En l'espèce, le dernier contrat remonte au 24 janvier 2013. Monsieur X... ayant saisi le conseil de prud'hommes de sa demande de requalification le 18 septembre 2013, son action n'est pas prescrite. Le jugement est infirmé de ce chef.

Sur la requalification des contrats à durée déterminée en contrat à durée indéterminée

A l'appui de sa demande de requalification, Monsieur X... fait valoir que les contrats à durée déterminée ne lui étaient pas remis dans le délai de deux jours suivant son embauche, comme l'exige l'article L. 1242-13 du code du travail, que par ailleurs, la société Ubiqus a recouru à tort à un contrat à durée déterminée d'usage du 19 novembre 2002 au 19 septembre 2005 puis à un contrat à durée déterminée motivé par un accroissement temporaire d'activité du 20 septembre 2005 au 24 janvier 2013, sans justifier du motif de recours invoqué et il soutient qu'il occupait en réalité un emploi lié à l'activité normale et permanente de la société.

La société Ubiqus s'oppose à la demande au motif qu'aucun texte ne sanctionne le non-respect des dispositions de l'article L. 1242-13 du code du travail. Elle soutient que Monsieur X... était informé par la remise d'une lettre de mission de tous les éléments contractuels, notamment de la durée de l'intervention et des éléments de sa rémunération, qu'en tout état de cause, il recevait ses contrats dans le délai de deux jours, qu'il a signé l'ensemble des contrats à durée déterminée de sorte que l'éventuelle irrégularité de forme serait couverte par la novation et qu'enfin, Monsieur X... ne peut prétendre avoir occupé un emploi permanent relevant de l'activité normale de la société alors qu'il est établi qu'il n'a été sollicité que pour des interventions ponctuelles n'excédant pas quelques jours par mois et représentant au total 10 mois d'activité sur une période de 52 mois.

*

Aux termes de l'article L. 1242-13 du code du travail, le contrat de travail est transmis au salarié, au plus tard, dans les deux jours ouvrables suivant l'embauche. La transmission tardive équivaut à une absence d'écrit qui entraîne la requalification de la relation de travail en contrat à durée indéterminée. En cas de contestation, il appartient à l'employeur de rapporter la preuve qu'il a transmis le contrat dans le délai.

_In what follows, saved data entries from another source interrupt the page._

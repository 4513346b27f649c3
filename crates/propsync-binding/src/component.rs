//! Component bindings
//!
//! A component binding has no view value of its own. It observes a model
//! subtree (or a single property) and hands every matching change, and every
//! rejection aimed at it, to a callback.

use crate::binding::{resolve_target, Binding, BindingContext, BindingKind, BindingParts};
use crate::model::ObjectModel;
use crate::view::View;
use propsync_core::event_bus::Event;
use propsync_core::path::ObjectPath;
use propsync_core::Result;
use serde_json::Value;
use std::cell::RefCell;
use std::rc::Rc;

/// A model change delivered to a component
#[derive(Debug, Clone, Copy)]
pub struct ModelChange<'a> {
    pub object_path: &'a ObjectPath,
    pub property: &'a str,
    /// Canonical full path of the changed slot
    pub changed_path: &'a str,
    pub value: &'a Value,
    /// Whole model after the change, when the binding was given a snapshot source
    pub model: Option<&'a Value>,
    pub event: &'a Event,
}

/// What a component callback is told about
#[derive(Debug, Clone, Copy)]
pub enum ComponentNotification<'a> {
    Changed(ModelChange<'a>),
    ValidationFailed {
        path: &'a str,
        errors: &'a [String],
        event: &'a Event,
    },
}

pub type ComponentCallback = Rc<dyn Fn(&ComponentNotification<'_>)>;

/// Produces the current model for [`ModelChange::model`]
pub type ModelSnapshot = Rc<dyn Fn() -> Value>;

/// Configuration for a component binding
pub struct ComponentBindingOptions {
    pub(crate) view: Rc<dyn View>,
    pub(crate) path: Option<String>,
    pub(crate) property: Option<String>,
    pub(crate) model_events: Vec<String>,
    pub(crate) callback: ComponentCallback,
    pub(crate) snapshot: Option<ModelSnapshot>,
}

impl ComponentBindingOptions {
    pub fn new<F>(view: Rc<dyn View>, callback: F) -> Self
    where
        F: Fn(&ComponentNotification<'_>) + 'static,
    {
        Self {
            view,
            path: None,
            property: None,
            model_events: Vec::new(),
            callback: Rc::new(callback),
            snapshot: None,
        }
    }

    /// Subtree to observe; empty or absent observes the whole model
    pub fn path(mut self, path: impl Into<String>) -> Self {
        self.path = Some(path.into());
        self
    }

    /// Narrow observation to a single property under the path
    pub fn property(mut self, property: impl Into<String>) -> Self {
        self.property = Some(property.into());
        self
    }

    pub fn model_event(mut self, event_type: impl Into<String>) -> Self {
        self.model_events.push(event_type.into());
        self
    }

    /// Hand the callback a copy of `model` with every change
    pub fn model(self, model: &ObjectModel) -> Self {
        let model = model.clone();
        self.snapshot_with(move || model.snapshot())
    }

    pub fn snapshot_with<F>(mut self, snapshot: F) -> Self
    where
        F: Fn() -> Value + 'static,
    {
        self.snapshot = Some(Rc::new(snapshot));
        self
    }
}

/// Create a component binding without a manager
pub fn component_binding(
    options: ComponentBindingOptions,
    ctx: &BindingContext,
) -> Result<Rc<Binding>> {
    let (object_path, property) = match options.property.as_deref() {
        Some(_) => resolve_target(
            ctx.resolver.as_ref(),
            None,
            options.path.as_deref(),
            options.property.as_deref(),
        )?,
        None => (
            ctx.resolver
                .parse_object_path(options.path.as_deref().unwrap_or_default())?,
            String::new(),
        ),
    };

    Binding::build(
        BindingParts {
            view: options.view,
            object_path,
            property,
            view_attribute: String::new(),
            view_event: None,
            model_events: options.model_events,
            parser: None,
            formatter: None,
            kind: BindingKind::Component {
                callback: RefCell::new(Some(options.callback)),
                snapshot: RefCell::new(options.snapshot),
            },
        },
        ctx,
    )
}

#[cfg(test)]
mod tests {
    use super::*;
    use crate::binding::BindingRole;
    use crate::timer::ManualClock;
    use crate::view::{HeadlessView, ViewKind};
    use propsync_core::event_bus::{event_types, fields, payload, EventBus};
    use propsync_core::types::{shared, SharedVec};
    use propsync_core::DottedPathResolver;
    use serde_json::json;

    fn context() -> BindingContext {
        BindingContext::new(
            EventBus::new(),
            Rc::new(DottedPathResolver::default()),
            Rc::new(ManualClock::new()),
        )
    }

    fn changed(ctx: &BindingContext, path: &str, property: &str) {
        ctx.bus
            .dispatch(
                event_types::MODEL_TO_VIEW_PROPERTY_CHANGED,
                payload([
                    (fields::OBJECT_PATH, json!(path)),
                    (fields::PROPERTY, json!(property)),
                    (fields::VALUE, json!("x")),
                ]),
            )
            .unwrap();
    }

    fn recorder() -> (SharedVec<String>, impl Fn(&ComponentNotification<'_>)) {
        let log = shared(Vec::new());
        let sink = log.clone();
        let callback = move |n: &ComponentNotification<'_>| match n {
            ComponentNotification::Changed(change) => {
                sink.borrow_mut().push(change.changed_path.to_string())
            }
            ComponentNotification::ValidationFailed { path, .. } => {
                sink.borrow_mut().push(format!("invalid:{path}"))
            }
        };
        (log, callback)
    }

    #[test]
    fn test_subtree_component_sees_nested_and_replacing_changes() {
        let ctx = context();
        let view = HeadlessView::new("profile-card", ViewKind::Other);
        let (log, callback) = recorder();
        let binding = component_binding(
            ComponentBindingOptions::new(view, callback).path("user"),
            &ctx,
        )
        .unwrap();
        assert_eq!(binding.role(), BindingRole::Component);
        assert_eq!(binding.view_event(), None);

        changed(&ctx, "user", "name");
        changed(&ctx, "user.address", "city");
        changed(&ctx, "", "user");
        changed(&ctx, "settings", "theme");

        assert_eq!(*log.borrow(), vec!["user.name", "user.address.city", "user"]);
    }

    #[test]
    fn test_root_component_sees_everything() {
        let ctx = context();
        let view = HeadlessView::new("app", ViewKind::Other);
        let (log, callback) = recorder();
        let _binding =
            component_binding(ComponentBindingOptions::new(view, callback), &ctx).unwrap();

        changed(&ctx, "user", "name");
        changed(&ctx, "settings", "theme");
        assert_eq!(log.borrow().len(), 2);
    }

    #[test]
    fn test_property_component_uses_exact_match() {
        let ctx = context();
        let view = HeadlessView::new("name-label", ViewKind::Other);
        let (log, callback) = recorder();
        let _binding = component_binding(
            ComponentBindingOptions::new(view, callback)
                .path("user")
                .property("name"),
            &ctx,
        )
        .unwrap();

        changed(&ctx, "user", "name");
        changed(&ctx, "user", "email");
        assert_eq!(*log.borrow(), vec!["user.name"]);
    }

    #[test]
    fn test_change_carries_model_snapshot() {
        let ctx = context();
        let model = ObjectModel::new(
            ctx.bus.clone(),
            ctx.resolver.clone(),
            json!({ "user": { "name": "Ada", "age": 36 } }),
        );
        let view = HeadlessView::new("profile-card", ViewKind::Other);
        let seen = shared(Vec::new());
        let sink = seen.clone();
        let _binding = component_binding(
            ComponentBindingOptions::new(view, move |n: &ComponentNotification<'_>| {
                if let ComponentNotification::Changed(change) = n {
                    sink.borrow_mut().push(change.model.cloned());
                }
            })
            .path("user")
            .model(&model),
            &ctx,
        )
        .unwrap();

        model.set("user.name", json!("Grace")).unwrap();
        model.set("user.age", json!(37)).unwrap();

        assert_eq!(
            *seen.borrow(),
            vec![
                Some(json!({ "user": { "name": "Grace", "age": 36 } })),
                Some(json!({ "user": { "name": "Grace", "age": 37 } })),
            ]
        );
    }

    #[test]
    fn test_change_without_snapshot_source_has_no_model() {
        let ctx = context();
        let view = HeadlessView::new("app", ViewKind::Other);
        let seen = shared(Vec::new());
        let sink = seen.clone();
        let _binding = component_binding(
            ComponentBindingOptions::new(view, move |n: &ComponentNotification<'_>| {
                if let ComponentNotification::Changed(change) = n {
                    sink.borrow_mut().push(change.model.is_some());
                }
            }),
            &ctx,
        )
        .unwrap();

        changed(&ctx, "user", "name");
        assert_eq!(*seen.borrow(), vec![false]);
    }

    #[test]
    fn test_destroyed_component_drops_callback() {
        let ctx = context();
        let view = HeadlessView::new("app", ViewKind::Other);
        let (log, callback) = recorder();
        let binding =
            component_binding(ComponentBindingOptions::new(view, callback), &ctx).unwrap();

        binding.destroy();
        changed(&ctx, "user", "name");
        assert!(log.borrow().is_empty());
        assert_eq!(Rc::strong_count(&log), 1);
    }
}
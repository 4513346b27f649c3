use propsync_core::{
    event_types, fields, payload, DottedPathResolver, Error, EventBus, EventBusConfig,
    EventTypeRegistry, FieldType, PathResolver, Schema, SchemaError, SharedVec,
};
use serde_json::json;
use std::rc::Rc;

fn bus_with_custom_types() -> EventBus {
    let registry = EventTypeRegistry::standard_builder()
        .schema(
            "FORM_SUBMITTED",
            Schema::new()
                .required("FormId", FieldType::String)
                .optional("Values", FieldType::Object),
        )
        .alias("FORM_POSTED", "FORM_SUBMITTED")
        .build();
    EventBus::with_registry(
        registry,
        EventBusConfig {
            enable_history: true,
            ..EventBusConfig::default()
        },
    )
}

#[test]
fn test_custom_type_and_alias_share_schema() {
    let bus = bus_with_custom_types();
    let seen: SharedVec<serde_json::Value> = propsync_core::shared(Vec::new());

    let sink = seen.clone();
    let _sub = bus
        .subscribe("FORM_POSTED", move |event| {
            sink.borrow_mut().push(event.value("Values").clone());
            Ok(())
        })
        .unwrap();

    bus.dispatch("FORM_POSTED", payload([("FormId", json!("signup"))]))
        .unwrap();
    assert_eq!(*seen.borrow(), vec![json!({})]);

    let err = bus
        .dispatch("FORM_POSTED", payload([("Values", json!({}))]))
        .unwrap_err();
    assert!(matches!(
        err,
        Error::Schema(SchemaError::MissingRequiredField { ref field, .. }) if field == "FormId"
    ));
    assert_eq!(bus.history(None).len(), 1);
}

#[test]
fn test_server_error_alias_uses_client_error_schema() {
    let bus = EventBus::new();
    let delivered = bus
        .dispatch(
            event_types::SERVER_ERROR,
            payload([
                (fields::ID, json!("E42")),
                (fields::MESSAGE, json!("backend unavailable")),
            ]),
        )
        .unwrap();
    assert_eq!(delivered, 0);

    assert!(bus
        .dispatch(event_types::SERVER_WARNING, payload([(fields::ID, json!("W1"))]))
        .is_err());
}

#[test]
fn test_listener_driven_model_update() {
    let bus = EventBus::new();
    let resolver = Rc::new(DottedPathResolver::new("app"));
    let model = propsync_core::shared(json!({ "user": { "tags": [] } }));

    let (r, m) = (resolver.clone(), model.clone());
    let _sub = bus
        .subscribe(event_types::VIEW_TO_MODEL_PROPERTY_CHANGED, move |event| {
            let object_path =
                r.parse_object_path(event.str_field(fields::OBJECT_PATH).unwrap_or_default())?;
            let property = event.str_field(fields::PROPERTY).unwrap_or_default();
            let full = object_path.with_property(property)?;
            let value = event.value(fields::VALUE).clone();
            r.set_value_at_path(&mut m.borrow_mut(), &full.to_string(), value)?;
            Ok(())
        })
        .unwrap();

    bus.dispatch(
        event_types::VIEW_TO_MODEL_PROPERTY_CHANGED,
        payload([
            (fields::OBJECT_PATH, json!("app.user.tags")),
            (fields::PROPERTY, json!("0")),
            (fields::VALUE, json!("admin")),
        ]),
    )
    .unwrap();

    // "tags.0" addresses an object key, not an index; the listener error is logged, not raised.
    assert_eq!(resolver.get_value_from_path(&model.borrow(), "app.user.tags"), Some(&json!([])));

    bus.dispatch(
        event_types::VIEW_TO_MODEL_PROPERTY_CHANGED,
        payload([
            (fields::OBJECT_PATH, json!("app.user")),
            (fields::PROPERTY, json!("name")),
            (fields::VALUE, json!("Ada")),
        ]),
    )
    .unwrap();
    assert_eq!(
        resolver.get_value_from_path(&model.borrow(), "user.name"),
        Some(&json!("Ada"))
    );
}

En l'espèce, la société Ubiqus ne rapporte pas la preuve qui lui incombe de ce qu'elle a adressé au salarié ses contrats dans le délai de deux jours suivant l'embauche.

Il résulte au contraire des pièces produites par Monsieur X... qu'au moins jusqu'au mois d'avril 2009, la société Ubiqus n'établissait le contrat de travail qu'à l'issue de la mission, en même temps que le bulletin de paie ainsi qu'il résulte d'un mail du 27 avril 2009 ( pièce 3 de l'appelant) intitulé «nouvelle procédure d'envoi des contrats de travail» spécifiant «désormais, vous recevrez vos contrats au plus tard dans les deux jours suivant la mission et non plus avec les bulletins de paie». Aucune preuve de la remise du contrat dans le délai de deux jours n'est rapportée par la société Ubiqus pour la période postérieure au mois d'avril 2009, la fiche de mission préalable à la signature du contrat ne se substituant pas au document contractuel.

Par ailleurs, il apparaît que jusqu'au mois de septembre 2005, la société Ubiqus a mentionné dans le contrat qu'il était conclu dans le cadre d'un contrat d'usage alors que l'activité de la société ne relève pas d'un secteur d'activité défini par décret ou convention collective dans lequel il est d'usage de ne pas recourir au contrat à durée indéterminée en raison de la nature de l'activité exercée et du caractère par nature temporaire de ces emplois.

Enfin, il est établi que Monsieur X... a été employé sans discontinuer depuis le 29 novembre 2002 jusqu'au 24 janvier 2013, tous les mois hors périodes de congés payés.

La société Ubiqus justifie le recours au contrat à durée déterminée par le fait qu'elle est soumise à des pics d'activité ponctuels les mardis, jeudis et les fins de semaine qui correspondent aux jours d'activité les plus importants de ses clients.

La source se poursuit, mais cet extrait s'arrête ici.